Selama ini, insiden pengamen yang memaksa pengunjung memberikan uang atas aksinya hampir tidak pernah terjadi. Terutama di kawasan padat wisata seperti Jalan Mangkubumi, Malioboro, Alun-Alun. Mereka yang bernyanyi di Yogya selama ini diinstruksikan untuk tetap sopan, terutama terhadap wisatawan, karena sektor pariwisata adalah anugrah terbesar bagi Yogyakarta,” katanya.

Sementara itu, Ekwanto, Kepala Satuan Tugas (UPT) Kawasan Pelestarian Budaya Malioboro, mengatakan pemerintah kota akan menindaklanjuti aksi pengamen yang menghantam kepala turis tersebut. Saat kami mendapat informasi tentang kejadian itu, kami mengirim petugas untuk mencari di Jalan Mangkubumi dan sekitarnya, tetapi tidak menemukannya,” kata Ekwanto.

Ekwanto mengatakan setelah kejadian itu, Pemkot Yogyakarta terus memburu para pengamen untuk mengklarifikasi kejadian tersebut. “Kita akan keluarkan dia dari daerah dan mati digigit Satpol PP, ramal kalau dia nyanyi di tempat lain,” ujarnya.

Kasudin Pekerjaan Pengamanan Polres Yogyakarta Kompol Timbul Sasana Raharja mengatakan, polisi menemukan perempuan korban pemukulan pengamen. Namun saat kami temui, korban tidak mau melapor,” kata Timbul. Timbul mengatakan laporan polisi itu merupakan pengecualian untuk memungkinkan kasus itu dilanjutkan.

Baca juga :
Jasa Pbn Premium
Jasa Pbn Berkualitas
Jasa Pbn

Dia mengatakan Yogyakarta sebagai kota wisata harus menyerap setiap masyarakat untuk kenyamanan. Polisi sendiri, kata dia, akan menindak tegas berupa kasus hukum bagi pelanggar tertentu.

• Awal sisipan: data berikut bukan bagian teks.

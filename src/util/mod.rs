//! Shared utilities

pub mod rate_limit;
pub mod time;
pub mod vec2;

pub use vec2::Vec2;
#[cfg(test)]
mod tests {
    use super::*;
    use crate::game::router::Route;
    use crate::game::world::{Obstacle, ObstacleStyle, WorldBounds};
    use proptest::prelude::*;
    use uuid::Uuid;

    fn open_city() -> CityLayout {
        CityLayout::from_parts(
            WorldBounds {
                width: 1000.0,
                height: 1000.0,
            },
            Vec::new(),
        )
    }

    fn walled_city() -> CityLayout {
        CityLayout::from_parts(
            WorldBounds {
                width: 1000.0,
                height: 1000.0,
            },
            vec![Obstacle::new(520.0, 0.0, 100.0, 1000.0, ObstacleStyle::Warehouse)],
        )
    }

    fn player_at(x: f32, y: f32) -> PlayerEntity {
        PlayerEntity::new(Uuid::new_v4(), Vec2::new(x, y), 5, 0)
    }

    #[test]
    fn idle_player_moves_straight_by_current_speed() {
        let city = open_city();
        let env = PlayerEnv {
            city: &city,
            vehicles: &[],
        };
        let mut p = player_at(100.0, 200.0);
        p.current_speed = 3.0;
        p.tick(&env);
        assert!((p.position.x - 103.0).abs() < 1e-4);
        assert!((p.position.y - 200.0).abs() < 1e-4);
    }

    #[test]
    fn speed_eases_towards_max_and_brake_target() {
        let city = open_city();
        let env = PlayerEnv {
            city: &city,
            vehicles: &[],
        };
        let mut p = player_at(100.0, 500.0);
        p.tick(&env);
        assert!((p.current_speed - MAX_SPEED / SPEED_TRANSITION_FRAMES).abs() < 1e-5);

        p.current_speed = MAX_SPEED;
        p.apply_input(ControlIntent::Brake(true));
        p.tick(&env);
        let expected = MAX_SPEED + (BRAKE_SPEED - MAX_SPEED) / SPEED_TRANSITION_FRAMES;
        assert!((p.current_speed - expected).abs() < 1e-5);
    }

    #[test]
    fn wall_hit_stuns_spins_and_recovers_at_rest() {
        let city = walled_city();
        let env = PlayerEnv {
            city: &city,
            vehicles: &[],
        };
        let mut p = player_at(503.0, 500.0);
        p.current_speed = MAX_SPEED;
        p.input.charging = true;
        p.charge = 4.0;

        assert_eq!(p.tick(&env), Some(PlayerEvent::Stunned));
        assert!(p.is_stunned());
        assert_eq!(p.spin_count(), SPIN_COUNT);
        assert_eq!(p.charge, 0.0);
        assert!(!p.input.charging);
        assert_eq!(p.velocity, Vec2::ZERO);

        let mut ticks = 0;
        while p.is_stunned() {
            p.tick(&env);
            ticks += 1;
            assert!(ticks <= STUN_FRAMES, "stun never cleared");
        }
        assert!(matches!(p.motion, MotionState::Recovering { .. }));
        assert_eq!(p.current_speed, MIN_SPEED);
    }

    #[test]
    fn recovering_player_is_blocked_but_not_restunned() {
        let city = walled_city();
        let env = PlayerEnv {
            city: &city,
            vehicles: &[],
        };
        let mut p = player_at(503.0, 500.0);
        p.motion = MotionState::Recovering { grace_frames: 5 };
        p.current_speed = MAX_SPEED;
        assert_eq!(p.tick(&env), None);
        assert!(!p.is_stunned());
        assert_eq!(p.position, Vec2::new(503.0, 500.0));
        assert_eq!(p.motion, MotionState::Recovering { grace_frames: 4 });
    }

    #[test]
    fn vehicle_contact_stuns() {
        let city = open_city();
        let vehicles = [Vehicle::new(
            0,
            Route {
                points: vec![Vec2::new(135.0, 100.0)],
                cursor: 0,
                looping: false,
            },
        )];
        let env = PlayerEnv {
            city: &city,
            vehicles: &vehicles,
        };
        let mut p = player_at(100.0, 100.0);
        p.current_speed = MAX_SPEED;
        assert_eq!(p.tick(&env), Some(PlayerEvent::Stunned));
    }

    #[test]
    fn charge_wraps_past_the_cap() {
        let city = open_city();
        let env = PlayerEnv {
            city: &city,
            vehicles: &[],
        };
        let mut p = player_at(500.0, 500.0);
        p.apply_input(ControlIntent::Charge {
            charging: true,
            aim: None,
        });
        let mut peak: f32 = 0.0;
        let mut wrapped = false;
        for _ in 0..(MAX_CHARGE / CHARGE_RATE) as usize + 3 {
            let before = p.charge;
            p.tick(&env);
            if p.charge < before {
                wrapped = true;
                break;
            }
            peak = peak.max(p.charge);
        }
        assert!(wrapped);
        assert!(peak <= MAX_CHARGE);
        assert!(peak > MAX_CHARGE - 2.0 * CHARGE_RATE);
        assert_eq!(p.charge, 0.0);
    }

    #[test]
    fn release_spawns_along_heading_and_consumes_a_throw() {
        let mut p = player_at(500.0, 500.0);
        p.heading = std::f32::consts::FRAC_PI_2;
        p.input.charging = true;
        p.charge = 10.0;
        let throw = p
            .apply_input(ControlIntent::Charge {
                charging: false,
                aim: None,
            })
            .expect("throw");
        assert_eq!(throw.position, p.position);
        assert!(throw.velocity.x.abs() < 1e-4);
        assert!((throw.velocity.y - 10.0).abs() < 1e-4);
        assert_eq!(p.throws_remaining, 4);
        assert_eq!(p.charge, 0.0);
    }

    #[test]
    fn release_without_throws_or_while_stunned_is_a_noop() {
        let mut p = player_at(500.0, 500.0);
        p.throws_remaining = 0;
        p.charge = 5.0;
        assert!(p.release_charge(None).is_none());

        let mut p = player_at(500.0, 500.0);
        p.charge = 5.0;
        p.motion = MotionState::collision();
        assert!(p.release_charge(None).is_none());
        assert_eq!(p.throws_remaining, 5);
    }

    #[test]
    fn names_are_trimmed_and_capped() {
        let mut p = player_at(0.0, 0.0);
        let default = p.name.clone();
        assert_eq!(default.len(), 8);
        assert!(!p.set_name("    "));
        assert_eq!(p.name, default);
        assert!(p.set_name("  Speedy Courier Extraordinaire  "));
        assert_eq!(p.name, "Speedy Courier E");
    }

    #[test]
    fn position_is_clamped_to_world() {
        let city = open_city();
        let env = PlayerEnv {
            city: &city,
            vehicles: &[],
        };
        let mut p = player_at(995.0, 500.0);
        p.current_speed = MAX_SPEED;
        p.tick(&env);
        assert_eq!(p.position.x, 1000.0 - PLAYER_SIZE / 2.0);
    }

    proptest! {
        #[test]
        fn speed_stays_in_envelope(
            inputs in proptest::collection::vec((-2.0f32..2.0, any::<bool>(), any::<bool>()), 1..200),
            start_speed in -10.0f32..10.0,
        ) {
            let city = walled_city();
            let env = PlayerEnv { city: &city, vehicles: &[] };
            let mut p = player_at(300.0, 500.0);
            p.current_speed = start_speed;
            for (turn, brake, charge) in inputs {
                p.apply_input(ControlIntent::Steer(turn));
                p.apply_input(ControlIntent::Brake(brake));
                p.apply_input(ControlIntent::Charge { charging: charge, aim: None });
                p.tick(&env);
                prop_assert!(p.current_speed >= MIN_SPEED && p.current_speed <= MAX_SPEED);
                prop_assert!(!p.is_stunned() || p.velocity == Vec2::ZERO);
            }
        }
    }
}
//! WebSocket transport

pub mod handler;
pub mod protocol;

Sebelumnya, unggahan turis yang ditabrak batu oleh pengamen jalanan di Kota Yogyakarta viral di media sosial Facebook. Dalam unggahan tersebut, seorang turis di Angkringan sedang makan di Jalan Mangkubumi dan tiba-tiba seorang pengamen yang mendekatinya terkena pecahan batu dari jalan pejalan kaki karena sedang memikirkannya.

Turis itu mencoba melemparkan pengamen itu kembali dengan batu, tetapi pengamen itu melarikan diri. Dalam kejadian ini, pengunggah menyayangkan warga sekitar, khususnya penjaga taman dan petugas keamanan di sekitar lokasi tidak melakukan tindakan apa pun. Pengunggah juga menjelaskan bahwa jika dilihat sepintas, pengamen yang melemparkan para turis itu tampak seperti orang berkebutuhan khusus.

Leave a Reply

Your email address will not be published.